Start of Block

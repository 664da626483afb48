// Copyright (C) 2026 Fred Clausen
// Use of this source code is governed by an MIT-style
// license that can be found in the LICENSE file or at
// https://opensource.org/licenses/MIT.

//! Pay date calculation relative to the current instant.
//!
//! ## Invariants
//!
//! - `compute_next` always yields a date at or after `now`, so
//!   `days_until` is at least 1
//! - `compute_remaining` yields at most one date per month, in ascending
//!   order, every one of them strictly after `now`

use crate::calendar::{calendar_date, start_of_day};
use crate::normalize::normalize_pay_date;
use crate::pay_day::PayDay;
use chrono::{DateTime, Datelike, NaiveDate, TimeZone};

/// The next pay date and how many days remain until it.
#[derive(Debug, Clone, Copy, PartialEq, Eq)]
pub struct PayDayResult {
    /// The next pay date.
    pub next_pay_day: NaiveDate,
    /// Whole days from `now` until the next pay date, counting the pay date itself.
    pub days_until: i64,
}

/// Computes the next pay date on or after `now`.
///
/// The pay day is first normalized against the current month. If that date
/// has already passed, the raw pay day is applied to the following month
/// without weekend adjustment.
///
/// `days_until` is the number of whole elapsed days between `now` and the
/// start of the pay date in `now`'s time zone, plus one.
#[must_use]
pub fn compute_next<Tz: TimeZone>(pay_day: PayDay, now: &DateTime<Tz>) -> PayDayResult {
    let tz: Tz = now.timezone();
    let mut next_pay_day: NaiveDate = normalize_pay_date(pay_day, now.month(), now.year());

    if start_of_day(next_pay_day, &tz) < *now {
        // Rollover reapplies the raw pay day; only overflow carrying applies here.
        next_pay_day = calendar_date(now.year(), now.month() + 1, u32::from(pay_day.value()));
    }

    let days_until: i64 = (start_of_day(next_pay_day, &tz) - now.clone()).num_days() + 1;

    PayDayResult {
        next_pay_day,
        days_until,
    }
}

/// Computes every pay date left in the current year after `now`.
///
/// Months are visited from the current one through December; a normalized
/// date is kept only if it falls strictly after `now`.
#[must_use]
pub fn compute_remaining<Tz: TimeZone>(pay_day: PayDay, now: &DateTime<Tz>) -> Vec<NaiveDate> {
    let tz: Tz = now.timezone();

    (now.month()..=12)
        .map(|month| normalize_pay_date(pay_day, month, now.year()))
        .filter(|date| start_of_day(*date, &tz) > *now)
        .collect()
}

End of Block
Start of Block

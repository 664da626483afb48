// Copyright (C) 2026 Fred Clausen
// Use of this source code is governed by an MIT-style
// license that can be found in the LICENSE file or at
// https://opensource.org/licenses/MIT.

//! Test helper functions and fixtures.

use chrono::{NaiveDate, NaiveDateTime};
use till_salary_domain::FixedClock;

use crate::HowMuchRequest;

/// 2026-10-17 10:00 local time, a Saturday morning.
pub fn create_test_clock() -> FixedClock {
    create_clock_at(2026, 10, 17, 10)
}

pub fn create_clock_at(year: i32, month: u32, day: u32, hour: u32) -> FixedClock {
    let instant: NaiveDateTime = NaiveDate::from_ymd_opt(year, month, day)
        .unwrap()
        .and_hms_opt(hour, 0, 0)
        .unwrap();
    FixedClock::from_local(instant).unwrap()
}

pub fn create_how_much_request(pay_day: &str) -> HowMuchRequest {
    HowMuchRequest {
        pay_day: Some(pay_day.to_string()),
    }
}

End of Block

What needs to be done —
Every line above that includes "yields" counts toward one total; give that total by itself.

Result of the task —
2